### [Supplied entries]
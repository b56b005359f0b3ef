use geo::{Geometry, MultiPolygon};
use geojson::GeoJson;
use log::info;
use serde::Deserialize;
use serde_json::{Map, Value, json};
use thiserror::Error;

#[derive(Debug, Error)]
pub enum ServiceError {
    #[error("feature service request failed: {0}")]
    Http(#[from] reqwest::Error),
    #[error("malformed service response: {0}")]
    Malformed(String),
    #[error("empty result set")]
    Empty,
    #[error("bad feature geometry: {0}")]
    Geometry(#[from] geojson::Error),
}

/// A county record: its attribute map plus polygon geometry.
#[derive(Debug, Clone)]
pub struct Feature {
    pub attributes: Map<String, Value>,
    pub geometry: MultiPolygon<f64>,
}

impl Feature {
    pub fn value_of(&self, key: &str) -> Option<f64> {
        self.attributes.get(key).and_then(Value::as_f64)
    }

    pub fn text_of(&self, key: &str) -> Option<&str> {
        self.attributes.get(key).and_then(Value::as_str)
    }
}

/// Aggregate statistics over the valid (non-null, non-negative) population
/// of one attribute.
#[derive(Debug, Clone, Copy, PartialEq)]
pub struct Aggregates {
    pub stddev: f64,
    pub max: f64,
}

/// Seam over the remote feature layer. One full-fetch for geometry and two
/// statistics queries; each call is a fresh round trip, nothing is cached.
pub trait FeatureService: Send + Sync {
    /// Every feature with geometry and all attributes.
    fn fetch_features(&self) -> Result<Vec<Feature>, ServiceError>;
    /// All valid values of `attribute` (filter: `IS NOT NULL AND >= 0`).
    fn fetch_values(&self, attribute: &str) -> Result<Vec<f64>, ServiceError>;
    /// Standard deviation and maximum over the same filtered population.
    fn fetch_aggregates(&self, attribute: &str) -> Result<Aggregates, ServiceError>;
}

#[derive(Deserialize)]
struct QueryResponse {
    #[serde(default)]
    features: Vec<QueryFeature>,
}

#[derive(Deserialize)]
struct QueryFeature {
    attributes: Map<String, Value>,
}

/// Client for an ArcGIS-style FeatureServer layer query endpoint.
pub struct RestClient {
    http: reqwest::blocking::Client,
    query_url: String,
}

impl RestClient {
    pub fn new(endpoint: &str) -> Self {
        Self {
            http: reqwest::blocking::Client::new(),
            query_url: format!("{}/query", endpoint.trim_end_matches('/')),
        }
    }

    fn valid_filter(attribute: &str) -> String {
        format!("{attribute} IS NOT NULL AND {attribute} >= 0")
    }
}

impl FeatureService for RestClient {
    fn fetch_features(&self) -> Result<Vec<Feature>, ServiceError> {
        let text = self
            .http
            .get(&self.query_url)
            .query(&[
                ("where", "1=1"),
                ("outFields", "*"),
                ("returnGeometry", "true"),
                ("f", "geojson"),
            ])
            .send()?
            .error_for_status()?
            .text()?;
        let raw: GeoJson = text.parse()?;
        let features = features_from_geojson(raw)?;
        info!("feature count: {}", features.len());
        Ok(features)
    }

    fn fetch_values(&self, attribute: &str) -> Result<Vec<f64>, ServiceError> {
        let where_clause = Self::valid_filter(attribute);
        let resp: QueryResponse = self
            .http
            .get(&self.query_url)
            .query(&[
                ("where", where_clause.as_str()),
                ("outFields", attribute),
                ("returnGeometry", "false"),
                ("f", "json"),
            ])
            .send()?
            .error_for_status()?
            .json()?;
        let values: Vec<f64> = resp
            .features
            .iter()
            .filter_map(|f| f.attributes.get(attribute).and_then(Value::as_f64))
            .collect();
        info!("{attribute}: {} valid values", values.len());
        Ok(values)
    }

    fn fetch_aggregates(&self, attribute: &str) -> Result<Aggregates, ServiceError> {
        let where_clause = Self::valid_filter(attribute);
        let out_statistics = json!([
            {
                "onStatisticField": attribute,
                "outStatisticFieldName": "stddev_value",
                "statisticType": "stddev"
            },
            {
                "onStatisticField": attribute,
                "outStatisticFieldName": "max_value",
                "statisticType": "max"
            }
        ])
        .to_string();
        let resp: QueryResponse = self
            .http
            .get(&self.query_url)
            .query(&[
                ("where", where_clause.as_str()),
                ("outStatistics", out_statistics.as_str()),
                ("f", "json"),
            ])
            .send()?
            .error_for_status()?
            .json()?;
        parse_aggregates(&resp)
    }
}

fn parse_aggregates(resp: &QueryResponse) -> Result<Aggregates, ServiceError> {
    let first = resp.features.first().ok_or(ServiceError::Empty)?;
    let stat = |name: &str| {
        first
            .attributes
            .get(name)
            .and_then(Value::as_f64)
            .ok_or_else(|| ServiceError::Malformed(format!("missing statistic {name}")))
    };
    Ok(Aggregates {
        stddev: stat("stddev_value")?,
        max: stat("max_value")?,
    })
}

fn features_from_geojson(raw: GeoJson) -> Result<Vec<Feature>, ServiceError> {
    let mut features = Vec::new();
    if let GeoJson::FeatureCollection(fc) = raw {
        for feature in fc.features {
            let attributes = feature.properties.unwrap_or_default();
            let Some(gj) = feature.geometry else { continue };
            let geom: Geometry<f64> = gj.value.try_into()?;
            let geometry = match geom {
                Geometry::Polygon(p) => p.into(),
                Geometry::MultiPolygon(m) => m,
                _ => continue,
            };
            features.push(Feature { attributes, geometry });
        }
    }
    if features.is_empty() {
        return Err(ServiceError::Empty);
    }
    Ok(features)
}

#[cfg(test)]
mod tests {
    use super::*;
    use std::str::FromStr;

    #[test]
    fn aggregates_parse_from_statistics_row() {
        let resp: QueryResponse = serde_json::from_str(
            r#"{"features":[{"attributes":{"stddev_value":1200.5,"max_value":50000}}]}"#,
        )
        .unwrap();
        let agg = parse_aggregates(&resp).unwrap();
        assert_eq!(agg.stddev, 1200.5);
        assert_eq!(agg.max, 50000.0);
    }

    #[test]
    fn empty_statistics_row_is_an_error() {
        let resp: QueryResponse = serde_json::from_str(r#"{"features":[]}"#).unwrap();
        assert!(matches!(parse_aggregates(&resp), Err(ServiceError::Empty)));
    }

    #[test]
    fn missing_statistic_field_is_malformed() {
        let resp: QueryResponse =
            serde_json::from_str(r#"{"features":[{"attributes":{"stddev_value":7}}]}"#).unwrap();
        assert!(matches!(parse_aggregates(&resp), Err(ServiceError::Malformed(_))));
    }

    #[test]
    fn geojson_features_keep_attributes_and_polygons() {
        let gj = GeoJson::from_str(
            r#"{
              "type": "FeatureCollection",
              "features": [
                {
                  "type": "Feature",
                  "properties": {"NAME": "Ada", "POPULATION": 494967},
                  "geometry": {
                    "type": "Polygon",
                    "coordinates": [[[0.0,0.0],[1.0,0.0],[1.0,1.0],[0.0,1.0],[0.0,0.0]]]
                  }
                },
                {
                  "type": "Feature",
                  "properties": {"NAME": "NoGeometry"},
                  "geometry": null
                }
              ]
            }"#,
        )
        .unwrap();
        let features = features_from_geojson(gj).unwrap();
        assert_eq!(features.len(), 1);
        assert_eq!(features[0].text_of("NAME"), Some("Ada"));
        assert_eq!(features[0].value_of("POPULATION"), Some(494967.0));
        assert_eq!(features[0].geometry.0.len(), 1);
    }
}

### [Work required]
Output each line of the records above exactly, beginning at the first, and stop once the line containing "nothing is cached." has been output.

### [Result of the task]
repository b56b005359f0b3ef
use geo::{Geometry, MultiPolygon};
use geojson::GeoJson;
use log::info;
use serde::Deserialize;
use serde_json::{Map, Value, json};
use thiserror::Error;

#[derive(Debug, Error)]
pub enum ServiceError {
    #[error("feature service request failed: {0}")]
    Http(#[from] reqwest::Error),
    #[error("malformed service response: {0}")]
    Malformed(String),
    #[error("empty result set")]
    Empty,
    #[error("bad feature geometry: {0}")]
    Geometry(#[from] geojson::Error),
}

/// A county record: its attribute map plus polygon geometry.
#[derive(Debug, Clone)]
pub struct Feature {
    pub attributes: Map<String, Value>,
    pub geometry: MultiPolygon<f64>,
}

impl Feature {
    pub fn value_of(&self, key: &str) -> Option<f64> {
        self.attributes.get(key).and_then(Value::as_f64)
    }

    pub fn text_of(&self, key: &str) -> Option<&str> {
        self.attributes.get(key).and_then(Value::as_str)
    }
}

/// Aggregate statistics over the valid (non-null, non-negative) population
/// of one attribute.
#[derive(Debug, Clone, Copy, PartialEq)]
pub struct Aggregates {
    pub stddev: f64,
    pub max: f64,
}

/// Seam over the remote feature layer. One full-fetch for geometry and two
/// statistics queries; each call is a fresh round trip, nothing is cached.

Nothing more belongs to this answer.